I kept thinking she’d made a mistake, like she was suddenly going to realize she’d brought a fat person home and kindly ask me to leave. I remember fighting the urge to cover my stomach with a pillow on the way to the bathroom, as if she hadn’t looked at me the whole time we were in bed. I didn’t just feel like crap about my body, but that I’d let any bit of hetero beauty norms invade my sex life. Not only was I tearing apart my own body, which I’d been so inspired to love all over again — I was reducing the woman I was with to nothing more than a collection of parts. In that dark place, all we were was two bodies ripe for comparison. It was scary how easy it was to judge myself against her, even in the middle of getting each other off.

Wasn’t I supposed to be done with this shit?

If I’d had some self-compassion at the time, I could have remembered that none of this is my fault. Baby gay me had convinced myself, so sweetly, that embracing my queerness would propel me into some parallel universe where bodies are just bodies. Where there’s no moral value assigned to amounts of flesh, where thinness isn’t always a virtue. Where we all just love and fuck each other and bask in our liberation.

But that’s not the world we live in. The same beauty norms that had dragged me through a lifetime of self-esteem yo-yoing, and disordered eating, and shame no one deserves followed me right out of the closet. I was taught to value thinness the same way I was taught to value straightness. The two aren’t so different, really. Both have been enforced in every piece of media, every movie, every TV show I’ve consumed sex webcam live since I was a kid, from the time I saw the first of many Disney princesses with a waist thinner than her head. You could be dumb, or unkind, or boring, or unfunny, but none of that really mattered as long as you were thin and straight.

As a teenager, I was convinced I was choosing to be fat because I was too weak, too undisciplined to be thin. And I was convinced that as long as I kept choosing men, I would never have to deal with how very gay I was. Neither of these things was truly a choice, but the world around me convinced me that I was fully in control of both things.

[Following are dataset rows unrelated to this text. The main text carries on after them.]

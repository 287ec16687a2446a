//! Admin API for OAuth credential bootstrap and pool introspection.
//!
//! Runs on a separate listener port from the proxy router so it can be kept
//! off any public ingress. Endpoints:
//! - GET  /admin/accounts                    — list accounts with status
//! - GET  /admin/pool                        — pool health summary
//! - POST /admin/credentials/init-oauth      — start PKCE flow, return auth URL
//! - POST /admin/credentials/complete-oauth  — exchange code, store credential
//! - POST /admin/api-keys                    — bind a new api_key to a user_email

use std::collections::HashMap;
use std::sync::Arc;
use std::time::{Duration, Instant};

use axum::Router;
use axum::extract::State;
use axum::http::StatusCode;
use axum::response::IntoResponse;
use axum::routing::{get, post};
use credential_pool::CredentialPool;
use serde::Deserialize;
use serde_json::json;
use tokio::sync::Mutex;
use tracing::{info, warn};

const PKCE_EXPIRY_SECS: u64 = 600;

struct PkceState {
    verifier: String,
    created_at: Instant,
}

#[derive(Clone)]
pub struct AdminState {
    pool: Arc<CredentialPool>,
    http_client: reqwest::Client,
    pkce_states: Arc<Mutex<HashMap<String, PkceState>>>,
}

impl AdminState {
    pub fn new(pool: Arc<CredentialPool>, http_client: reqwest::Client) -> Self {
        Self {
            pool,
            http_client,
            pkce_states: Arc::new(Mutex::new(HashMap::new())),
        }
    }
}

pub fn build_admin_router(state: AdminState) -> Router {
    Router::new()
        .route("/admin/accounts", get(list_accounts))
        .route("/admin/pool", get(pool_status))
        .route("/admin/credentials/init-oauth", post(init_oauth))
        .route("/admin/credentials/complete-oauth", post(complete_oauth))
        .route("/admin/api-keys", post(create_api_key_binding))
        .with_state(state)
}

fn json_response(status: StatusCode, body: serde_json::Value) -> impl IntoResponse {
    (status, [(axum::http::header::CONTENT_TYPE, "application/json")], body.to_string())
}

/// GET /admin/accounts — never exposes tokens, just id + status.
async fn list_accounts(State(state): State<AdminState>) -> impl IntoResponse {
    let accounts = state.pool.account_statuses();
    json_response(StatusCode::OK, json!({ "accounts": accounts }))
}

/// GET /admin/pool — same summary shape the relay's `/health` embeds.
async fn pool_status(State(state): State<AdminState>) -> impl IntoResponse {
    json_response(StatusCode::OK, state.pool.health().await)
}

/// POST /admin/credentials/init-oauth — generate a PKCE pair, return the
/// authorization URL the operator opens in a browser.
async fn init_oauth(State(state): State<AdminState>) -> impl IntoResponse {
    let account_id = format!("acct-{}", uuid::Uuid::new_v4().as_simple());

    let verifier = oauth_client::generate_verifier();
    let challenge = oauth_client::compute_challenge(&verifier);
    let authorization_url = oauth_client::build_authorization_url(&account_id, &challenge);

    let mut states = state.pkce_states.lock().await;
    states.retain(|_, s| s.created_at.elapsed().as_secs() < PKCE_EXPIRY_SECS);
    states.insert(account_id.clone(), PkceState { verifier, created_at: Instant::now() });

    info!(account_id, "PKCE flow initiated");

    json_response(
        StatusCode::OK,
        json!({
            "authorization_url": authorization_url,
            "account_id": account_id,
        }),
    )
}

#[derive(Deserialize)]
struct CreateApiKeyBindingRequest {
    user_email: String,
    api_key: String,
}

/// POST /admin/api-keys — bind `api_key` to `user_email`, enforcing the
/// at-most-3-live-bindings-per-user invariant. The bearer `api_key` value
/// itself is generated by the caller (the billing/ops side that owns user
/// account provisioning); this route only records the binding.
async fn create_api_key_binding(
    State(state): State<AdminState>,
    axum::Json(body): axum::Json<CreateApiKeyBindingRequest>,
) -> impl IntoResponse {
    match budget::apikey::create_binding(state.pool.store(), &body.user_email, &body.api_key).await {
        Ok(()) => {
            info!(user_email = body.user_email, "api key binding created");
            json_response(StatusCode::CREATED, json!({"user_email": body.user_email, "status": "bound"}))
        }
        Err(budget::Error::Store(store::Error::PreconditionFailed(reason))) => {
            json_response(StatusCode::BAD_REQUEST, json!({"error": reason}))
        }
        Err(budget::Error::Store(store::Error::TransactionAborted(reason))) => {
            json_response(StatusCode::CONFLICT, json!({"error": reason}))
        }
        Err(e) => {
            warn!(user_email = body.user_email, error = %e, "failed to create api key binding");
            json_response(StatusCode::INTERNAL_SERVER_ERROR, json!({"error": e.to_string()}))
        }
    }
}

#[derive(Deserialize)]
struct CompleteOAuthRequest {
    account_id: String,
    code: String,
}

/// POST /admin/credentials/complete-oauth — exchange the callback code for
/// tokens and seed the credential pool with the result.
async fn complete_oauth(
    State(state): State<AdminState>,
    axum::Json(body): axum::Json<CompleteOAuthRequest>,
) -> impl IntoResponse {
    let pkce_state = {
        let mut states = state.pkce_states.lock().await;
        states.remove(&body.account_id)
    };

    let Some(pkce_state) = pkce_state else {
        return json_response(
            StatusCode::BAD_REQUEST,
            json!({"error": "no pending OAuth flow for this account_id (expired or not initiated)"}),
        );
    };

    if pkce_state.created_at.elapsed() > Duration::from_secs(PKCE_EXPIRY_SECS) {
        return json_response(
            StatusCode::BAD_REQUEST,
            json!({"error": "PKCE state expired, re-initiate with init-oauth"}),
        );
    }

    let authorization_code = body.code.split('#').next().unwrap_or(&body.code);

    let token = match oauth_client::exchange_code(&state.http_client, authorization_code, &pkce_state.verifier).await
    {
        Ok(t) => t,
        Err(e) => {
            warn!(account_id = body.account_id, error = %e, "token exchange failed");
            return json_response(StatusCode::BAD_GATEWAY, json!({"error": format!("token exchange failed: {e}")}));
        }
    };

    let now_millis = std::time::SystemTime::now()
        .duration_since(std::time::UNIX_EPOCH)
        .unwrap_or_default()
        .as_millis() as u64;
    let expires_at = now_millis + token.expires_in * 1000;

    let credential = json!({
        "access_token": token.access_token,
        "refresh_token": token.refresh_token,
        "expires_at": expires_at,
        "scope": token.scope,
        "organization_uuid": token.organization_uuid,
        "organization_name": token.organization_name,
        "account_email": token.account_email,
        "rate_limit_headers": null,
    });

    if let Err(e) = state.pool.put_credential(&token.account_uuid, credential).await {
        warn!(account_uuid = token.account_uuid, error = %e, "failed to store credential");
        return json_response(
            StatusCode::INTERNAL_SERVER_ERROR,
            json!({"error": format!("failed to store credential: {e}")}),
        );
    }

    info!(account_uuid = token.account_uuid, "OAuth flow completed, account added to pool");

    json_response(StatusCode::OK, json!({"account_uuid": token.account_uuid, "status": "added"}))
}

#[cfg(test)]
mod tests {
    use super::*;
    use axum::body::Body;
    use axum::http::Request;
    use serde_json::Value;
    use store::Store;
    use tower::ServiceExt;

    fn test_state() -> AdminState {
        let store = Arc::new(Store::new());
        let pool = Arc::new(CredentialPool::new(store, reqwest::Client::new()));
        AdminState::new(pool, reqwest::Client::new())
    }

    #[tokio::test]
    async fn list_accounts_is_empty_for_a_fresh_pool() {
        let app = build_admin_router(test_state());
        let response = app
            .oneshot(Request::builder().uri("/admin/accounts").body(Body::empty()).unwrap())
            .await
            .unwrap();

        assert_eq!(response.status(), StatusCode::OK);
        let body = axum::body::to_bytes(response.into_body(), 1024 * 1024).await.unwrap();
        let json: Value = serde_json::from_slice(&body).unwrap();
        assert_eq!(json["accounts"], json!([]));
    }

    #[tokio::test]
    async fn pool_status_reports_unhealthy_with_no_accounts() {
        let app = build_admin_router(test_state());
        let response = app
            .oneshot(Request::builder().uri("/admin/pool").body(Body::empty()).unwrap())
            .await
            .unwrap();

        assert_eq!(response.status(), StatusCode::OK);
        let body = axum::body::to_bytes(response.into_body(), 1024 * 1024).await.unwrap();
        let json: Value = serde_json::from_slice(&body).unwrap();
        assert_eq!(json["status"], "unhealthy");
        assert_eq!(json["accounts_total"], 0);
    }

    #[tokio::test]
    async fn init_oauth_returns_an_authorization_url_and_account_id() {
        let app = build_admin_router(test_state());
        let response = app
            .oneshot(
                Request::builder()
                    .method("POST")
                    .uri("/admin/credentials/init-oauth")
                    .body(Body::empty())
                    .unwrap(),
            )
            .await
            .unwrap();

        assert_eq!(response.status(), StatusCode::OK);
        let body = axum::body::to_bytes(response.into_body(), 1024 * 1024).await.unwrap();
        let json: Value = serde_json::from_slice(&body).unwrap();
        assert!(json["authorization_url"].as_str().unwrap().starts_with("https://"));
        assert!(json["account_id"].as_str().unwrap().starts_with("acct-"));
    }

    #[tokio::test]
    async fn create_api_key_binding_for_an_enabled_user_succeeds() {
        let state = test_state();
        state.pool.store().set("users", "a@x.io", json!({"api_enabled": true})).await.unwrap();
        let app = build_admin_router(state);

        let body = serde_json::to_vec(&json!({"user_email": "a@x.io", "api_key": "k1"})).unwrap();
        let response = app
            .oneshot(
                Request::builder()
                    .method("POST")
                    .uri("/admin/api-keys")
                    .header("content-type", "application/json")
                    .body(Body::from(body))
                    .unwrap(),
            )
            .await
            .unwrap();

        assert_eq!(response.status(), StatusCode::CREATED);
    }

    #[tokio::test]
    async fn create_api_key_binding_for_a_disabled_user_is_rejected() {
        let state = test_state();
        state.pool.store().set("users", "a@x.io", json!({"api_enabled": false})).await.unwrap();
        let app = build_admin_router(state);

        let body = serde_json::to_vec(&json!({"user_email": "a@x.io", "api_key": "k1"})).unwrap();
        let response = app
            .oneshot(
                Request::builder()
                    .method("POST")
                    .uri("/admin/api-keys")
                    .header("content-type", "application/json")
                    .body(Body::from(body))
                    .unwrap(),
            )
            .await
            .unwrap();

        assert_eq!(response.status(), StatusCode::BAD_REQUEST);
    }

    #[tokio::test]
    async fn a_fourth_api_key_binding_is_rejected_with_conflict() {
        let state = test_state();
        state.pool.store().set("users", "a@x.io", json!({"api_enabled": true})).await.unwrap();
        let app = build_admin_router(state);

        for api_key in ["k1", "k2", "k3"] {
            let body = serde_json::to_vec(&json!({"user_email": "a@x.io", "api_key": api_key})).unwrap();
            let response = app
                .clone()
                .oneshot(
                    Request::builder()
                        .method("POST")
                        .uri("/admin/api-keys")
                        .header("content-type", "application/json")
                        .body(Body::from(body))
                        .unwrap(),
                )
                .await
                .unwrap();
            assert_eq!(response.status(), StatusCode::CREATED);
        }

        let body = serde_json::to_vec(&json!({"user_email": "a@x.io", "api_key": "k4"})).unwrap();
        let response = app
            .oneshot(
                Request::builder()
                    .method("POST")
                    .uri("/admin/api-keys")
                    .header("content-type", "application/json")
                    .body(Body::from(body))
                    .unwrap(),
            )
            .await
            .unwrap();
        assert_eq!(response.status(), StatusCode::CONFLICT);
    }

    #[tokio::test]
    async fn complete_oauth_without_init_is_rejected() {
        let app = build_admin_router(test_state());
        let body = serde_json::to_vec(&json!({"account_id": "ghost", "code": "abc"})).unwrap();
        let response = app
            .oneshot(
                Request::builder()
                    .method("POST")
                    .uri("/admin/credentials/complete-oauth")
                    .header("content-type", "application/json")
                    .body(Body::from(body))
                    .unwrap(),
            )
            .await
            .unwrap();

        assert_eq!(response.status(), StatusCode::BAD_REQUEST);
    }
}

These rules and assumptions didn’t just apply to me, but to every other woman. We all exist on a value spectrum: the thinner and straighter, the better. On one end is the perfect partner, the perfect daughter, the perfect woman. And we’re constantly assessing each other to figure out where we fall on that spectrum, whether we want to or not. To this day I still fight the need to look at other fat women and wonder whether I’m smaller or larger than them — better or worse, hotter or notter. That’s the order we’ve been taught to uphold.